This work addresses the challenge of achieving anonymous reconstruction in cellular automaton (CA)-based threshold secret sharing without relying on participants’ identity information. The authors propose a novel (2, n) threshold scheme by defining the secret space as a family of mutually orthogonal Latin squares (MOLS), enabling the original CA rule—i.e., the secret—to be reconstructed solely from the shares themselves. This approach realizes truly anonymous reconstruction, as no participant identifiers are required during the recovery phase. Furthermore, the study uncovers an inherent trade-off between the number of shareable secrets and the computational complexity of reconstruction, offering new insights for privacy-preserving distributed storage systems.
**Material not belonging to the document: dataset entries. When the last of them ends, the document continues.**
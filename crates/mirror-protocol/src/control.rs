//! Control-channel messages sent to the mirrored device
//!
//! Every message has a fixed big-endian layout starting with a one-byte
//! message type.

use bytes::{BufMut, Bytes, BytesMut};
use serde::{Deserialize, Serialize};

use crate::{ProtocolError, ProtocolResult};

/// Control message type tag
#[derive(Debug, Clone, Copy, PartialEq, Eq, Serialize, Deserialize)]
#[repr(u8)]
pub enum ControlMessageType {
    InjectTouchEvent = 2,
    Scroll = 3,
    BackOrScreenOn = 4,
    ExpandNotificationPanel = 5,
    ExpandSettingsPanel = 6,
    SetScreenPowerMode = 10,
}

/// Motion event action
#[derive(Debug, Clone, Copy, PartialEq, Eq, Serialize, Deserialize)]
#[repr(u8)]
pub enum MotionAction {
    Down = 0,
    Up = 1,
    Move = 2,
}

/// Key event action used by back-or-screen-on
#[derive(Debug, Clone, Copy, PartialEq, Eq, Serialize, Deserialize)]
#[repr(u8)]
pub enum KeyAction {
    Down = 0,
    Up = 1,
}

/// Screen power mode
#[derive(Debug, Clone, Copy, PartialEq, Eq, Serialize, Deserialize)]
#[repr(u8)]
pub enum ScreenPowerMode {
    Off = 0,
    Normal = 2,
}

/// Motion event button state
#[derive(Debug, Clone, Copy, Default, PartialEq, Eq, Serialize, Deserialize)]
pub struct MotionButtons {
    pub primary: bool,
    pub secondary: bool,
    pub tertiary: bool,
}

impl MotionButtons {
    pub const PRIMARY: u32 = 1;
    pub const SECONDARY: u32 = 2;
    pub const TERTIARY: u32 = 4;

    pub fn new() -> Self {
        Self::default()
    }

    pub fn with_primary(mut self) -> Self {
        self.primary = true;
        self
    }

    pub fn with_secondary(mut self) -> Self {
        self.secondary = true;
        self
    }

    pub fn with_tertiary(mut self) -> Self {
        self.tertiary = true;
        self
    }

    /// Button mask as sent on the wire
    pub fn bits(&self) -> u32 {
        let mut bits = 0;
        if self.primary {
            bits |= Self::PRIMARY;
        }
        if self.secondary {
            bits |= Self::SECONDARY;
        }
        if self.tertiary {
            bits |= Self::TERTIARY;
        }
        bits
    }
}

/// Pointer identity for touch injection
#[derive(Debug, Clone, Copy, PartialEq, Eq, Serialize, Deserialize)]
pub enum PointerId {
    /// Synthesized mouse pointer
    Mouse,
    /// Real touch pointer (finger index)
    Touch(u32),
}

impl PointerId {
    /// Wire value of the synthesized mouse pointer
    pub const MOUSE_SENTINEL: i64 = -1;

    pub fn wire_value(self) -> i64 {
        match self {
            Self::Mouse => Self::MOUSE_SENTINEL,
            Self::Touch(id) => i64::from(id),
        }
    }
}

/// Point on the device screen, with the screen size it was computed against
#[derive(Debug, Clone, Copy, PartialEq, Eq, Serialize, Deserialize)]
pub struct Position {
    pub x: i32,
    pub y: i32,
    pub screen_width: u16,
    pub screen_height: u16,
}

impl Position {
    pub fn new(x: i32, y: i32, screen_width: u16, screen_height: u16) -> Self {
        Self {
            x,
            y,
            screen_width,
            screen_height,
        }
    }

    fn put(&self, dst: &mut BytesMut) {
        dst.put_i32(self.x);
        dst.put_i32(self.y);
        dst.put_u16(self.screen_width);
        dst.put_u16(self.screen_height);
    }
}

/// Control message
#[derive(Debug, Clone, PartialEq, Serialize, Deserialize)]
pub enum ControlMessage {
    InjectTouchEvent {
        action: MotionAction,
        pointer_id: PointerId,
        position: Position,
        /// 0.0-1.0
        pressure: f32,
        action_button: MotionButtons,
        buttons: MotionButtons,
    },
    Scroll {
        position: Position,
        /// -1.0-1.0
        hscroll: f32,
        /// -1.0-1.0
        vscroll: f32,
        buttons: MotionButtons,
    },
    BackOrScreenOn {
        action: KeyAction,
    },
    ExpandNotificationPanel,
    ExpandSettingsPanel,
    SetScreenPowerMode(ScreenPowerMode),
}

impl ControlMessage {
    pub fn message_type(&self) -> ControlMessageType {
        match self {
            Self::InjectTouchEvent { .. } => ControlMessageType::InjectTouchEvent,
            Self::Scroll { .. } => ControlMessageType::Scroll,
            Self::BackOrScreenOn { .. } => ControlMessageType::BackOrScreenOn,
            Self::ExpandNotificationPanel => ControlMessageType::ExpandNotificationPanel,
            Self::ExpandSettingsPanel => ControlMessageType::ExpandSettingsPanel,
            Self::SetScreenPowerMode(_) => ControlMessageType::SetScreenPowerMode,
        }
    }

    /// Size of the message on the wire
    pub fn encoded_len(&self) -> usize {
        match self {
            Self::InjectTouchEvent { .. } => 32,
            Self::Scroll { .. } => 21,
            Self::BackOrScreenOn { .. } | Self::SetScreenPowerMode(_) => 2,
            Self::ExpandNotificationPanel | Self::ExpandSettingsPanel => 1,
        }
    }

    /// Append the message to `dst`; nothing is written if a value is out of range
    pub fn encode(&self, dst: &mut BytesMut) -> ProtocolResult<()> {
        let (pressure, (hscroll, vscroll)) = match self {
            Self::InjectTouchEvent { pressure, .. } => {
                (to_u16_fixed_point("pressure", *pressure)?, (0, 0))
            }
            Self::Scroll { hscroll, vscroll, .. } => (
                0,
                (
                    to_i16_fixed_point("hscroll", *hscroll)?,
                    to_i16_fixed_point("vscroll", *vscroll)?,
                ),
            ),
            _ => (0, (0, 0)),
        };

        dst.reserve(self.encoded_len());
        dst.put_u8(self.message_type() as u8);

        match self {
            Self::InjectTouchEvent {
                action,
                pointer_id,
                position,
                action_button,
                buttons,
                ..
            } => {
                dst.put_u8(*action as u8);
                dst.put_i64(pointer_id.wire_value());
                position.put(dst);
                dst.put_u16(pressure);
                dst.put_u32(action_button.bits());
                dst.put_u32(buttons.bits());
            }
            Self::Scroll { position, buttons, .. } => {
                position.put(dst);
                dst.put_i16(hscroll);
                dst.put_i16(vscroll);
                dst.put_u32(buttons.bits());
            }
            Self::BackOrScreenOn { action } => dst.put_u8(*action as u8),
            Self::SetScreenPowerMode(mode) => dst.put_u8(*mode as u8),
            Self::ExpandNotificationPanel | Self::ExpandSettingsPanel => {}
        }

        Ok(())
    }

    /// Serialize to bytes
    pub fn to_bytes(&self) -> ProtocolResult<Bytes> {
        let mut buf = BytesMut::with_capacity(self.encoded_len());
        self.encode(&mut buf)?;
        Ok(buf.freeze())
    }
}

/// Map [0, 1] onto an unsigned 16-bit fixed point value
fn to_u16_fixed_point(field: &'static str, value: f32) -> ProtocolResult<u16> {
    if !(0.0..=1.0).contains(&value) {
        return Err(ProtocolError::ValueOutOfRange {
            field,
            value: value as f64,
        });
    }
    let scaled = (value * 65536.0) as u32;
    Ok(scaled.min(0xFFFF) as u16)
}

/// Map [-1, 1] onto a signed 16-bit fixed point value
fn to_i16_fixed_point(field: &'static str, value: f32) -> ProtocolResult<i16> {
    if !(-1.0..=1.0).contains(&value) {
        return Err(ProtocolError::ValueOutOfRange {
            field,
            value: value as f64,
        });
    }
    let scaled = (value * 32768.0) as i32;
    Ok(scaled.clamp(i16::MIN as i32, i16::MAX as i32) as i16)
}
//! Routed-event front end for the active decoder backend

use mirror_protocol::{CodecDescriptor, MediaType};
use serde::Serialize;
use stream_demux::{MediaPacket, RoutedEvent};
use tracing::{debug, info, warn};

use crate::{
    AAC_SAMPLES_PER_FRAME, DecodedFrame, DecoderAdapter, DecoderError, DecoderKind,
    DecoderResult, DecoderStats,
};

/// AAC sampling frequencies by index
const SAMPLING_FREQUENCIES: [u64; 13] = [
    96000, 88200, 64000, 48000, 44100, 32000, 24000, 22050, 16000, 12000, 11025, 8000, 7350,
];

const DEFAULT_SAMPLE_RATE: u64 = 48000;

/// Pipeline statistics
#[derive(Debug, Clone, Default, PartialEq, Eq, Serialize)]
pub struct PipelineStats {
    /// Frames rejected because their media type had no descriptor yet
    pub descriptor_missing: u64,
    /// Video frames skipped while waiting for a keyframe
    pub frames_skipped: u64,
    /// Backend submissions that failed
    pub decode_errors: u64,
    /// Descriptor installs forwarded to the backend
    pub reconfigurations: u64,
    /// Backend restarts after an error or a hard re-sync
    pub flushes: u64,
}

/// Feeds routed events into a decoder backend.
///
/// Frames are only submitted once a descriptor for their media type has
/// been delivered, and video resumes only at a keyframe after a flush.
/// Legacy packets carry no timestamp; they are stamped from the frame rate
/// (video) or the AAC frame duration (audio).
pub struct MediaPipeline {
    decoder: Box<dyn DecoderAdapter>,
    video: Option<CodecDescriptor>,
    audio: Option<CodecDescriptor>,
    awaiting_keyframe: bool,
    video_frame_us: u64,
    audio_frame_us: u64,
    next_video_pts: u64,
    next_audio_pts: u64,
    stats: PipelineStats,
}

impl MediaPipeline {
    pub fn new(decoder: Box<dyn DecoderAdapter>, frames_per_second: u32) -> Self {
        Self {
            decoder,
            video: None,
            audio: None,
            awaiting_keyframe: true,
            video_frame_us: 1_000_000 / u64::from(frames_per_second.max(1)),
            audio_frame_us: aac_frame_duration_us(DEFAULT_SAMPLE_RATE),
            next_video_pts: 0,
            next_audio_pts: 0,
            stats: PipelineStats::default(),
        }
    }

    pub fn kind(&self) -> DecoderKind {
        self.decoder.kind()
    }

    /// Apply one routed event
    pub fn handle(&mut self, event: RoutedEvent) -> DecoderResult<()> {
        match event {
            RoutedEvent::VideoConfig(descriptor) | RoutedEvent::AudioConfig(descriptor) => {
                self.configure(descriptor)
            }
            RoutedEvent::VideoKeyframe(packet)
            | RoutedEvent::VideoDelta(packet)
            | RoutedEvent::AudioFrame(packet) => self.submit(packet),
        }
    }

    fn configure(&mut self, descriptor: CodecDescriptor) -> DecoderResult<()> {
        let media = descriptor.media_type();
        if self.descriptor(media) == Some(&descriptor) {
            return Ok(());
        }

        self.decoder.configure(&descriptor)?;
        self.stats.reconfigurations += 1;
        match media {
            MediaType::Video => {
                // Frames coded against the old parameter sets are useless now
                self.awaiting_keyframe = true;
                self.video = Some(descriptor);
            }
            MediaType::Audio => {
                if let Some(rate) = sample_rate(&descriptor.config) {
                    self.audio_frame_us = aac_frame_duration_us(rate);
                }
                self.audio = Some(descriptor);
            }
        }
        Ok(())
    }

    fn submit(&mut self, mut packet: MediaPacket) -> DecoderResult<()> {
        let media = packet.media_type;
        if self.descriptor(media).is_none() {
            self.stats.descriptor_missing += 1;
            debug!(%media, "Frame arrived before its codec descriptor");
            return Err(DecoderError::DescriptorMissing(media));
        }

        if media == MediaType::Video {
            if self.awaiting_keyframe && !packet.is_keyframe() {
                self.stats.frames_skipped += 1;
                return Ok(());
            }
            self.awaiting_keyframe = false;
        }

        packet.timestamp_us = Some(self.stamp(media, packet.timestamp_us));

        if let Err(e) = self.decoder.submit(&packet) {
            self.stats.decode_errors += 1;
            warn!(%media, "Decoder rejected frame: {}", e);
            if media == MediaType::Video && !matches!(e, DecoderError::SinkClosed) {
                self.flush_to_keyframe();
            }
            return Err(e);
        }
        Ok(())
    }

    fn stamp(&mut self, media: MediaType, timestamp_us: Option<u64>) -> u64 {
        let (next, step) = match media {
            MediaType::Video => (&mut self.next_video_pts, self.video_frame_us),
            MediaType::Audio => (&mut self.next_audio_pts, self.audio_frame_us),
        };
        let pts = timestamp_us.unwrap_or(*next);
        *next = pts.saturating_add(step);
        pts
    }

    /// Skip video until the next keyframe and restart the backend.
    ///
    /// No-op while already waiting for a keyframe: nothing was decoded
    /// since the last restart.
    pub fn flush_to_keyframe(&mut self) {
        if self.awaiting_keyframe {
            debug!("Decoder already waiting for a keyframe, flush skipped");
            return;
        }
        info!("Flushing video decoder to next keyframe");
        self.awaiting_keyframe = true;
        self.stats.flushes += 1;
        self.decoder.reset();
        if let Some(descriptor) = &self.video {
            if let Err(e) = self.decoder.configure(descriptor) {
                warn!("Failed to restore video configuration: {}", e);
            }
        }
    }

    pub fn is_awaiting_keyframe(&self) -> bool {
        self.awaiting_keyframe
    }

    pub fn descriptor(&self, media: MediaType) -> Option<&CodecDescriptor> {
        match media {
            MediaType::Video => self.video.as_ref(),
            MediaType::Audio => self.audio.as_ref(),
        }
    }

    /// Return a frame that will not be presented to its backend
    pub fn release(&mut self, frame: DecodedFrame) {
        self.decoder.release(frame);
    }

    pub fn stats(&self) -> PipelineStats {
        self.stats.clone()
    }

    pub fn decoder_stats(&self) -> DecoderStats {
        self.decoder.stats()
    }
}

/// Sample rate encoded in an AudioSpecificConfig
fn sample_rate(config: &[u8]) -> Option<u64> {
    let &[b0, b1, ..] = config else {
        return None;
    };
    let index = ((b0 & 0x07) << 1) | (b1 >> 7);
    SAMPLING_FREQUENCIES.get(index as usize).copied()
}

fn aac_frame_duration_us(sample_rate: u64) -> u64 {
    AAC_SAMPLES_PER_FRAME * 1_000_000 / sample_rate
}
We consider threshold secret sharing schemes based on cellular automata (CA) that allows for anonymous reconstruction, meaning that the secret can be recovered only as a function of the shares, without knowing the participants' identities. To this end, we revisit the basic characterization of $(2,n)$ threshold schemes based on CA in terms of Mutually Orthogonal Latin Squares (MOLS), and redefine the secret space as the MOLS family itself, showing that the new resulting scheme enables anonymous reconstruction of secret CA rules. Finally, we discuss the trade-off between the number of secret CA that can be shared and the computational complexity of the recovery phase.